(INFORMATION SUPPLIED Opens)

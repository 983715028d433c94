//! Shared test utilities for meterlog integration harnesses.
//!
//! Import everything you need via `mod common; use common::*;` at the top of
//! each harness file.

pub mod assertions;
pub mod builders;
pub mod fixtures;

pub use assertions::*;
pub use builders::*;
pub use fixtures::*;
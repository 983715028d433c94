//! Number rendering for event lines.

/// Render `n` with `,` between every group of three digits.
pub fn thousands(n: i64) -> String {
    let digits = n.unsigned_abs().to_string();
    let mut out = String::with_capacity(digits.len() + digits.len() / 3 + 1);
    if n < 0 {
        out.push('-');
    }
    let lead = digits.len() % 3;
    for (i, ch) in digits.chars().enumerate() {
        if i != 0 && (i + 3 - lead) % 3 == 0 {
            out.push(',');
        }
        out.push(ch);
    }
    out
}

/// Like [`thousands`], but always carries a sign (`+0`, `+1,024`, `-7`).
pub fn signed_thousands(n: i64) -> String {
    if n < 0 {
        thousands(n)
    } else {
        format!("+{}", thousands(n))
    }
}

(INFORMATION SUPPLIED Closes)

ASSIGNED TASK >>
From the first line to the last, return the records unchanged.

EXERCISE SOLUTION >>
repository 983715028d433c94
//! Shared test utilities for meterlog integration harnesses.
//!
//! Import everything you need via `mod common; use common::*;` at the top of
//! each harness file.

pub mod assertions;
pub mod builders;
pub mod fixtures;

pub use assertions::*;
pub use builders::*;
pub use fixtures::*;
repository 983715028d433c94
//! Number rendering for event lines.

/// Render `n` with `,` between every group of three digits.
pub fn thousands(n: i64) -> String {
    let digits = n.unsigned_abs().to_string();
    let mut out = String::with_capacity(digits.len() + digits.len() / 3 + 1);
    if n < 0 {
        out.push('-');
    }
    let lead = digits.len() % 3;
    for (i, ch) in digits.chars().enumerate() {
        if i != 0 && (i + 3 - lead) % 3 == 0 {
            out.push(',');
        }
        out.push(ch);
    }
    out
}

/// Like [`thousands`], but always carries a sign (`+0`, `+1,024`, `-7`).
pub fn signed_thousands(n: i64) -> String {
    if n < 0 {
        thousands(n)
    } else {
        format!("+{}", thousands(n))
    }
}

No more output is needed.